Highlights – Fiscal 2019 First Quarter:
GAAP
Financials
•
Revenue of $199.8 million, up 10.9%
from $180.1 million in Q1 of last year and down 1.4% from $202.7
million last quarter
•
Profit of $22.4 million, compared to
$16.7 million in Q1 of last year and $24.5 million last
quarter
•
Diluted earnings per ADS of $0.42,
compared to $0.32 in Q1 of last year and $0.47 last quarter
Non-GAAP
Financial Measures*
•
Revenue less repair payments of $196.0
million, up 11.8% from $175.3 million in Q1 of last year and down
1.1% from $198.2 million last quarter
•
Adjusted Net Income (ANI) of $30.9
million, compared to $23.6 million in Q1 of last year and $33.0
million last quarter
•
Adjusted diluted earnings per ADS of
$0.59, compared to $0.45 in Q1 of last year and $0.63 last
quarter
Other
Metrics
•
Added 6 new clients in the quarter,
expanded 16 existing relationships
•
Days sales outstanding (DSO) at 31
days
•
Global headcount of 38,227 as of June
30, 2018
Reconciliations of the non-GAAP financial measures discussed
below to our GAAP operating results are included at the end of this
release. See also “About Non-GAAP Financial Measures.”
Revenue in the first quarter was $199.8 million, representing a
10.9% increase versus Q1 of last year and a 1.4% decrease from the
previous quarter. Revenue less repair payments* in the first
quarter was $196.0 million, an increase of 11.8% year-over-year and
a 1.1% decline sequentially. Excluding exchange rate impacts,
constant currency revenue less repair payments* in the fiscal first
quarter grew 10.3% versus Q1 of last year and 0.6% sequentially.
Year-over-year, fiscal Q1 revenue improvement was driven by healthy
organic growth across key verticals, services, and geographies, and
favorability from currency net of hedging. Sequentially, organic
revenue growth was more than offset by contractual productivity
commitments for clients and currency movements net of hedging.
Operating margin in the first quarter was 12.6%, as compared to
11.0% in Q1 of last year and 14.5% in the previous quarter. On a
year-over-year basis, margin improvement was the result of
increased productivity, operating leverage on higher volumes, and
currency movements net of hedging. These benefits more than offset
the impact of our annual wage increases and lower seat utilization.

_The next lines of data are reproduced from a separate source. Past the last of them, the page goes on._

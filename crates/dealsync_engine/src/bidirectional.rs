//! Bidirectional synchronization.

use crate::config::SyncOptions;
use crate::destination::Destination;
use crate::orchestrator::SyncOrchestrator;
use crate::report::SyncReport;
use dealsync_record::Record;
use serde::{Deserialize, Serialize};
use tracing::info;

/// Combined result of an A→B pass followed by a B→A pass.
#[derive(Debug, Clone, Serialize, Deserialize)]
pub struct BidirectionalReport {
    /// Report for the first (A→B) pass.
    pub a_to_b: SyncReport,
    /// Report for the second (B→A) pass.
    pub b_to_a: SyncReport,
    /// Records written across both passes.
    pub total_records_synced: usize,
    /// True when both passes succeeded.
    pub success: bool,
}

/// Runs the two directions of a bidirectional sync over one entity type.
///
/// The directions run strictly one after the other, never concurrently:
/// interleaving would let the two directions resolve the same conflict
/// independently and diverge, and could read a record as unchanged while
/// the opposite direction is mid-write.
pub struct BidirectionalCoordinator {
    orchestrator: SyncOrchestrator,
}

impl BidirectionalCoordinator {
    /// Creates a coordinator with its own orchestrator.
    pub fn new() -> Self {
        Self::with_orchestrator(SyncOrchestrator::new())
    }

    /// Creates a coordinator around an existing orchestrator.
    pub fn with_orchestrator(orchestrator: SyncOrchestrator) -> Self {
        Self { orchestrator }
    }

    /// Syncs A's records into B, then B's records into A.
    pub fn sync<A, B>(
        &self,
        records_a: &[Record],
        records_b: &[Record],
        side_a: &A,
        side_b: &B,
        options: &SyncOptions,
    ) -> BidirectionalReport
    where
        A: Destination + ?Sized,
        B: Destination + ?Sized,
    {
        info!(entity_type = %options.entity_type, "starting bidirectional sync");

        let a_to_b = self.orchestrator.sync(records_a, side_b, options);
        let b_to_a = self.orchestrator.sync(records_b, side_a, options);

        let total_records_synced = a_to_b.records_synced() + b_to_a.records_synced();
        let success = a_to_b.success && b_to_a.success;
        info!(
            entity_type = %options.entity_type,
            total_records_synced,
            success,
            "bidirectional sync complete"
        );

        BidirectionalReport {
            a_to_b,
            b_to_a,
            total_records_synced,
            success,
        }
    }
}

impl Default for BidirectionalCoordinator {
    fn default() -> Self {
        Self::new()
    }
}
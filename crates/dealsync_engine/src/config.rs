//! Configuration for a sync pass.

use crate::conflict::ConflictResolution;
use crate::validate::Transform;
use serde::{Deserialize, Serialize};
use std::collections::BTreeMap;
use std::fmt;

/// Strategy governing which records are considered and re-written during
/// a pass.
#[derive(Debug, Clone, Copy, PartialEq, Eq, Hash, Serialize, Deserialize)]
#[serde(rename_all = "snake_case")]
pub enum SyncStrategy {
    /// Process every source record.
    Full,
    /// Process a caller-filtered batch of changed records.
    Incremental,
    /// Process a caller-computed delta against a baseline.
    Delta,
    /// Make the destination mirror the source, trusting per-field
    /// comparison to skip unchanged records.
    Mirror,
}

impl SyncStrategy {
    /// Convert to string representation.
    #[must_use]
    pub fn as_str(&self) -> &'static str {
        match self {
            SyncStrategy::Full => "full",
            SyncStrategy::Incremental => "incremental",
            SyncStrategy::Delta => "delta",
            SyncStrategy::Mirror => "mirror",
        }
    }
}

impl fmt::Display for SyncStrategy {
    fn fmt(&self, f: &mut fmt::Formatter<'_>) -> fmt::Result {
        write!(f, "{}", self.as_str())
    }
}

impl std::str::FromStr for SyncStrategy {
    type Err = String;

    fn from_str(s: &str) -> Result<Self, Self::Err> {
        match s.to_lowercase().as_str() {
            "full" => Ok(SyncStrategy::Full),
            "incremental" => Ok(SyncStrategy::Incremental),
            "delta" => Ok(SyncStrategy::Delta),
            "mirror" => Ok(SyncStrategy::Mirror),
            _ => Err(format!("Unknown sync strategy: {s}")),
        }
    }
}

/// Declared direction of a configured sync.
///
/// Documentation metadata only: actual directionality is expressed by
/// which side is passed as source and which as destination.
#[derive(Debug, Clone, Copy, PartialEq, Eq, Hash, Serialize, Deserialize)]
#[serde(rename_all = "snake_case")]
pub enum SyncDirection {
    /// External system into the platform.
    Inbound,
    /// Platform out to the external system.
    Outbound,
    /// Both directions.
    Bidirectional,
}

impl SyncDirection {
    /// Convert to string representation.
    #[must_use]
    pub fn as_str(&self) -> &'static str {
        match self {
            SyncDirection::Inbound => "inbound",
            SyncDirection::Outbound => "outbound",
            SyncDirection::Bidirectional => "bidirectional",
        }
    }
}

impl fmt::Display for SyncDirection {
    fn fmt(&self, f: &mut fmt::Formatter<'_>) -> fmt::Result {
        write!(f, "{}", self.as_str())
    }
}

impl std::str::FromStr for SyncDirection {
    type Err = String;

    fn from_str(s: &str) -> Result<Self, Self::Err> {
        match s.to_lowercase().as_str() {
            "inbound" => Ok(SyncDirection::Inbound),
            "outbound" => Ok(SyncDirection::Outbound),
            "bidirectional" => Ok(SyncDirection::Bidirectional),
            _ => Err(format!("Unknown sync direction: {s}")),
        }
    }
}

/// Options for a sync pass.
#[derive(Debug, Clone, Serialize, Deserialize)]
pub struct SyncOptions {
    /// Entity type being synced (e.g. `"deals"`, `"contacts"`).
    pub entity_type: String,
    /// Strategy for the pass.
    pub strategy: SyncStrategy,
    /// Policy for conflicting record pairs.
    pub resolution: ConflictResolution,
    /// Field carrying record identity.
    pub id_field: String,
    /// Field compared by newest-wins and merge resolution.
    pub timestamp_field: String,
    /// Fields a record must carry (non-null) to be written.
    pub required_fields: Vec<String>,
    /// Source-to-destination field renames, applied before everything else.
    pub field_mappings: BTreeMap<String, String>,
    /// Per-field transforms, applied after mapping and before validation.
    pub transforms: Vec<(String, Transform)>,
}

impl SyncOptions {
    /// Creates options with the default `id` / `updated_at` fields.
    pub fn new(
        entity_type: impl Into<String>,
        strategy: SyncStrategy,
        resolution: ConflictResolution,
    ) -> Self {
        Self {
            entity_type: entity_type.into(),
            strategy,
            resolution,
            id_field: "id".to_string(),
            timestamp_field: "updated_at".to_string(),
            required_fields: Vec::new(),
            field_mappings: BTreeMap::new(),
            transforms: Vec::new(),
        }
    }

    /// Sets the identity field.
    pub fn with_id_field(mut self, field: impl Into<String>) -> Self {
        self.id_field = field.into();
        self
    }

    /// Sets the timestamp field.
    pub fn with_timestamp_field(mut self, field: impl Into<String>) -> Self {
        self.timestamp_field = field.into();
        self
    }

    /// Sets the required fields.
    pub fn with_required_fields<I, S>(mut self, fields: I) -> Self
    where
        I: IntoIterator<Item = S>,
        S: Into<String>,
    {
        self.required_fields = fields.into_iter().map(Into::into).collect();
        self
    }

    /// Adds one field rename.
    pub fn with_field_mapping(
        mut self,
        from: impl Into<String>,
        to: impl Into<String>,
    ) -> Self {
        self.field_mappings.insert(from.into(), to.into());
        self
    }

    /// Sets the whole rename table.
    pub fn with_field_mappings(mut self, mappings: BTreeMap<String, String>) -> Self {
        self.field_mappings = mappings;
        self
    }

    /// Adds one field transform.
    pub fn with_transform(mut self, field: impl Into<String>, transform: Transform) -> Self {
        self.transforms.push((field.into(), transform));
        self
    }
}

#[cfg(test)]
mod tests {
    use super::*;

    #[test]
    fn options_builder() {
        let options = SyncOptions::new(
            "deals",
            SyncStrategy::Full,
            ConflictResolution::SourceWins,
        )
        .with_id_field("deal_id")
        .with_timestamp_field("modified_at")
        .with_required_fields(["deal_id", "name"])
        .with_field_mapping("dealname", "name")
        .with_transform("name", Transform::Trim);

        assert_eq!(options.entity_type, "deals");
        assert_eq!(options.id_field, "deal_id");
        assert_eq!(options.timestamp_field, "modified_at");
        assert_eq!(options.required_fields, vec!["deal_id", "name"]);
        assert_eq!(options.field_mappings.get("dealname"), Some(&"name".to_string()));
        assert_eq!(options.transforms, vec![("name".to_string(), Transform::Trim)]);
    }

    #[test]
    fn defaults() {
        let options = SyncOptions::new(
            "contacts",
            SyncStrategy::Mirror,
            ConflictResolution::Manual,
        );
        assert_eq!(options.id_field, "id");
        assert_eq!(options.timestamp_field, "updated_at");
        assert!(options.required_fields.is_empty());
        assert!(options.field_mappings.is_empty());
    }

    #[test]
    fn strategy_string_round_trip() {
        for strategy in [
            SyncStrategy::Full,
            SyncStrategy::Incremental,
            SyncStrategy::Delta,
            SyncStrategy::Mirror,
        ] {
            assert_eq!(strategy.as_str().parse::<SyncStrategy>().unwrap(), strategy);
        }
        // Unknown strategy strings fail at parse time, not mid-pass.
        assert!("sideways".parse::<SyncStrategy>().is_err());
    }

    #[test]
    fn direction_string_round_trip() {
        for direction in [
            SyncDirection::Inbound,
            SyncDirection::Outbound,
            SyncDirection::Bidirectional,
        ] {
            assert_eq!(
                direction.as_str().parse::<SyncDirection>().unwrap(),
                direction
            );
        }
    }
}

Sequentially, margins reduced due to the impact of our annual wage
increases, advance hiring and infrastructure buildout for project
ramps, and higher share-based compensation expense. These headwinds
more than offset favorable currency movements net of hedging.

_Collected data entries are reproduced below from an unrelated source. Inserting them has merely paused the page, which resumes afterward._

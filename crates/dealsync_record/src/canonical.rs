//! Canonical byte rendering of values.
//!
//! A deterministic, JSON-like rendering used as the fingerprinting
//! substrate. It is not a wire format: nothing parses it back. Map keys
//! render in sorted order, floats use the shortest round-trip form, and
//! timestamps render as fixed-precision RFC 3339, so equal values always
//! produce equal bytes regardless of how they were built.

use crate::value::Value;
use chrono::SecondsFormat;

/// Renders a value to its canonical byte form.
pub fn canonical_bytes(value: &Value) -> Vec<u8> {
    let mut buf = Vec::new();
    write_value(&mut buf, value);
    buf
}

pub(crate) fn write_value(buf: &mut Vec<u8>, value: &Value) {
    match value {
        Value::Null => buf.extend_from_slice(b"null"),
        Value::Bool(true) => buf.extend_from_slice(b"true"),
        Value::Bool(false) => buf.extend_from_slice(b"false"),
        Value::Integer(n) => buf.extend_from_slice(n.to_string().as_bytes()),
        // Display for f64 is the shortest representation that round-trips;
        // NaN and infinities render as their (deterministic) Display forms.
        Value::Float(x) => buf.extend_from_slice(x.to_string().as_bytes()),
        Value::Text(s) => write_text(buf, s),
        Value::Timestamp(t) => {
            write_text(buf, &t.to_rfc3339_opts(SecondsFormat::Nanos, true));
        }
        Value::Array(items) => {
            buf.push(b'[');
            for (i, item) in items.iter().enumerate() {
                if i > 0 {
                    buf.push(b',');
                }
                write_value(buf, item);
            }
            buf.push(b']');
        }
        Value::Map(map) => {
            buf.push(b'{');
            for (i, (key, item)) in map.iter().enumerate() {
                if i > 0 {
                    buf.push(b',');
                }
                write_text(buf, key);
                buf.push(b':');
                write_value(buf, item);
            }
            buf.push(b'}');
        }
    }
}

pub(crate) fn write_text(buf: &mut Vec<u8>, s: &str) {
    buf.push(b'"');
    for c in s.chars() {
        match c {
            '"' => buf.extend_from_slice(b"\\\""),
            '\\' => buf.extend_from_slice(b"\\\\"),
            '\n' => buf.extend_from_slice(b"\\n"),
            '\r' => buf.extend_from_slice(b"\\r"),
            '\t' => buf.extend_from_slice(b"\\t"),
            c if (c as u32) < 0x20 => {
                buf.extend_from_slice(format!("\\u{:04x}", c as u32).as_bytes());
            }
            c => {
                let mut encoded = [0u8; 4];
                buf.extend_from_slice(c.encode_utf8(&mut encoded).as_bytes());
            }
        }
    }
    buf.push(b'"');
}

First quarter adjusted operating margin* was 18.8%, versus 17.1%
in Q1 of last year and 20.4% last quarter. On a year-over-year
basis, adjusted operating margin* improved due to increased
productivity, operating leverage on higher volumes, and currency
movements net of hedging. These benefits were partially offset by
the impact of our annual wage increases and lower seat utilization.
Sequentially, adjusted operating margin* reduced due to the impact
of our annual wage increases, and advance hiring and infrastructure
buildout for project ramps. These headwinds more than offset
favorable currency movements net of hedging.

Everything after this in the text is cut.